Most goals and New Year’s resolutions are about doing.
But you will change your clients lives if, instead, you help them set intentions around being. Imagine, instead of goals, setting intentions around your values, or friendship, or community.
I spent years setting goals because everyone told me that you had to.
I was even taught about a study from Yale University on goals setting. Apparently, in 1953, researchers surveyed Yale’s graduating seniors to determine how many of them had specific, written goals for their future. The researchers checked in with the surviving class members, 20 years later. They found that the 3% who had written goals were more successful and wealthier than the other 97% combined.
Here’s the thing. According to Yale University, the study never happened!
As a coach to top performers, I detest “SMART goals.” The letters are an acronym for Specific, Measurable, Achievable, Realistic, and Time-bound. I’m particularly uninterested in “achievable” and “realistic” goals. I get most excited by Impossible Goals!
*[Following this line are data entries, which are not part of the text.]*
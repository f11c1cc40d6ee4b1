//! Error types for store operations.

use std::io;
use thiserror::Error;

/// Result type for store operations.
pub type StoreResult<T> = Result<T, StoreError>;

/// Errors that can occur during store operations.
///
/// The engine treats every store failure as fatal to the operation in
/// progress; nothing here is retried at this layer.
#[derive(Debug, Error)]
pub enum StoreError {
    /// An I/O error occurred.
    #[error("I/O error: {0}")]
    Io(#[from] io::Error),

    /// The persisted snapshot could not be decoded.
    #[error("store corrupted: {0}")]
    Corrupted(String),

    /// Another process holds the store lock.
    #[error("store locked: another process has exclusive access")]
    Locked,

    /// The store has been closed.
    #[error("store is closed")]
    Closed,
}

impl StoreError {
    /// Creates a corruption error.
    pub fn corrupted(message: impl Into<String>) -> Self {
        Self::Corrupted(message.into())
    }
}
For years, I set goals and wrote them on pieces of paper. Months or years later, I would find the paper languishing in a drawer. I’d look at it and realize that I’d achieved some of them, I hadn’t achieved others—but they were no longer of interest; and there were a few that I was still focused on. Despite all the goal setting workbooks, I found that it wasn’t the obsessive focus on the goals that turned them into reality.
Don’t set goals, solve problems!
My relationship with goals changed, when I read the book, Stop Setting Goals, If You’d Rather Solve Problems by Bobb Biehl. He drew a distinction between people who solve problems and people who set goals.
Are you like me? I get energized when I see a problem.
For many years, I was known as a problem solver. I was the person people would call on to handle challenges. In fact, I am so future-focused that I usually upset any boss I worked for by trying to solve problems that hadn’t even occurred yet. Sound familiar?
This mindset has worked well for me in business, too. I am great at finding ways around obstacles. I ask questions, I search for root causes, I look for 2nd and 3rd order effects, and I think creatively about how to solve dilemmas and disputes.
Instead of setting goals this year, what if you made a list of problems to solve and you just worked on them?
The problem with solving problems
There are a couple of problems with solving problems. First of all, be cautious about defaulting to problem solving in your relationship. I do it without thinking sometimes and Monique hates it!
The main problem with being a talented problem-solver is that you are energized by challenges and threats. So you sometimes avoid things, like taxes, relationships or income—until they reach problem-level status—because then you can swoop in and save the day. Sound familiar?!
So let me tell you about a 3rd way to approach life…
Opportunity Seekers
In Bobb Biehl’s book, he describes a third way to navigate life—by being an opportunity seeker. This is the small percentage of people who don’t really care about setting goals or solving problems. Instead their deepest wisdom, their gut intuition, or following their spirit enables them to see opportunities where others do not.
And suddenly I got it. I am an Opportunity Seeker.
- It’s why, for years, I have set goals—and then never paid attention to them.
- It’s why I make to do lists—and then never look at them.
- It’s why I have succeeded at this game of creating clients. I’m not attached to outcome.
- It’s why I place such a high value on leverage. I’m constantly seeking the tiniest steps that can make the biggest impact
- It’s why my one-line business plan has always been, “Meet fun and interesting people.”
- It’s why I constantly seek what I call 1+1=11 relationships with extraordinary partners, where we create most powerfully by staying in our Zones of Genius.
I am constantly exploring new opportunities. And I fail far more often than I succeed.
If you really want to succeed at this game:
Don’t play by the rules, to win. Play with the rules, to have fun.
I constantly explore dozens of opportunities. I fail again and again and again. It’s why I succeed.
What if you don’t set goals in the year ahead but instead you solve problems? What if you don’t solve problems in the year ahead but instead you seek opportunities?